(MATERIALS PROVIDED)
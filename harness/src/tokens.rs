//! Token row reader. Turns raw execution trace lines into ordered token
//! sequences and walks them with an explicit cursor.

use std::{
    fs, io,
    path::{Path, PathBuf},
};

/// Number of fixed tokens leading every row: trace ID, program, instruction.
pub const PREFIX_TOKENS: usize = 3;
/// Number of fixed tokens trailing every row: signing wallet, submit flag.
pub const TRAILING_TOKENS: usize = 2;

/// Split a composite trace string on `;` or `,`, trimming each piece.
///
/// Blank input yields no tokens at all.
pub fn split_tokens(line: &str) -> Vec<String> {
    if line.trim().is_empty() {
        return Vec::new();
    }
    line.split([';', ','])
        .map(|token| token.trim().to_string())
        .collect()
}

/// The first cell of a CSV line. A cell opening with `"` runs to the closing
/// quote, with `""` standing for a literal quote.
pub fn first_cell(line: &str) -> String {
    let line = line.trim_end_matches(['\r', '\n']);
    let Some(quoted) = line.strip_prefix('"') else {
        return line.split(',').next().unwrap_or_default().to_string();
    };

    let mut cell = String::new();
    let mut chars = quoted.chars().peekable();
    while let Some(c) = chars.next() {
        if c != '"' {
            cell.push(c);
        } else if chars.peek() == Some(&'"') {
            chars.next();
            cell.push('"');
        } else {
            break;
        }
    }
    cell
}

/// One scenario: the tokens of a single execution trace row.
#[derive(Clone, Debug, Default, PartialEq, Eq)]
pub struct ScenarioRow {
    /// 1-based line number of the row in its trace file.
    pub index: usize,
    pub tokens: Vec<String>,
}

impl ScenarioRow {
    pub fn new(index: usize, tokens: Vec<String>) -> Self {
        Self { index, tokens }
    }

    /// Parse a composite trace string into a row.
    pub fn parse(index: usize, line: &str) -> Self {
        Self::new(index, split_tokens(line))
    }

    pub fn token(&self, position: usize) -> Option<&str> {
        self.tokens.get(position).map(String::as_str)
    }

    pub fn trace_id(&self) -> &str {
        self.token(0).unwrap_or_default()
    }

    pub fn program_name(&self) -> Option<&str> {
        self.token(1)
    }

    pub fn instruction_name(&self) -> Option<&str> {
        self.token(2)
    }

    /// A cursor positioned on the first token after the fixed prefix.
    pub fn slots(&self) -> TokenCursor<'_> {
        TokenCursor::at(&self.tokens, PREFIX_TOKENS)
    }
}

/// A forward-only cursor over a row's tokens, shared by the account binder
/// and the argument binder so each slot group starts where the last ended.
#[derive(Clone, Debug)]
pub struct TokenCursor<'a> {
    tokens: &'a [String],
    start: usize,
    position: usize,
}

impl<'a> TokenCursor<'a> {
    pub fn new(tokens: &'a [String]) -> Self {
        Self::at(tokens, 0)
    }

    pub fn at(tokens: &'a [String], start: usize) -> Self {
        let start = start.min(tokens.len());
        Self {
            tokens,
            start,
            position: start,
        }
    }

    /// Consume the next token.
    pub fn next_token(&mut self) -> Option<&'a str> {
        let token = self.tokens.get(self.position)?;
        self.position += 1;
        Some(token.as_str())
    }

    /// Tokens consumed since the cursor was created.
    pub fn consumed(&self) -> usize {
        self.position - self.start
    }

    pub fn position(&self) -> usize {
        self.position
    }

    /// Tokens not yet consumed.
    pub fn remaining(&self) -> &'a [String] {
        &self.tokens[self.position..]
    }
}

/// An execution trace file: one scenario per non-blank line, read from the
/// first CSV cell of each line. There is no header row.
#[derive(Clone, Debug)]
pub struct TraceFile {
    pub path: PathBuf,
    pub rows: Vec<ScenarioRow>,
}

impl TraceFile {
    pub fn load(path: impl AsRef<Path>) -> io::Result<Self> {
        let path = path.as_ref();
        let contents = fs::read_to_string(path)?;
        Ok(Self {
            path: path.to_path_buf(),
            rows: Self::parse_rows(&contents),
        })
    }

    pub fn parse_rows(contents: &str) -> Vec<ScenarioRow> {
        contents
            .lines()
            .enumerate()
            .filter(|(_, line)| !line.trim().is_empty())
            .map(|(i, line)| ScenarioRow::parse(i + 1, &first_cell(line)))
            .collect()
    }
}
(End MATERIALS PROVIDED)
TASK OBJECTIVE: Show each line of the records above containing "index".

SOLUTION FOR THIS TASK:
    pub index: usize,
    pub fn new(index: usize, tokens: Vec<String>) -> Self {
        Self { index, tokens }
    pub fn parse(index: usize, line: &str) -> Self {
        Self::new(index, split_tokens(line))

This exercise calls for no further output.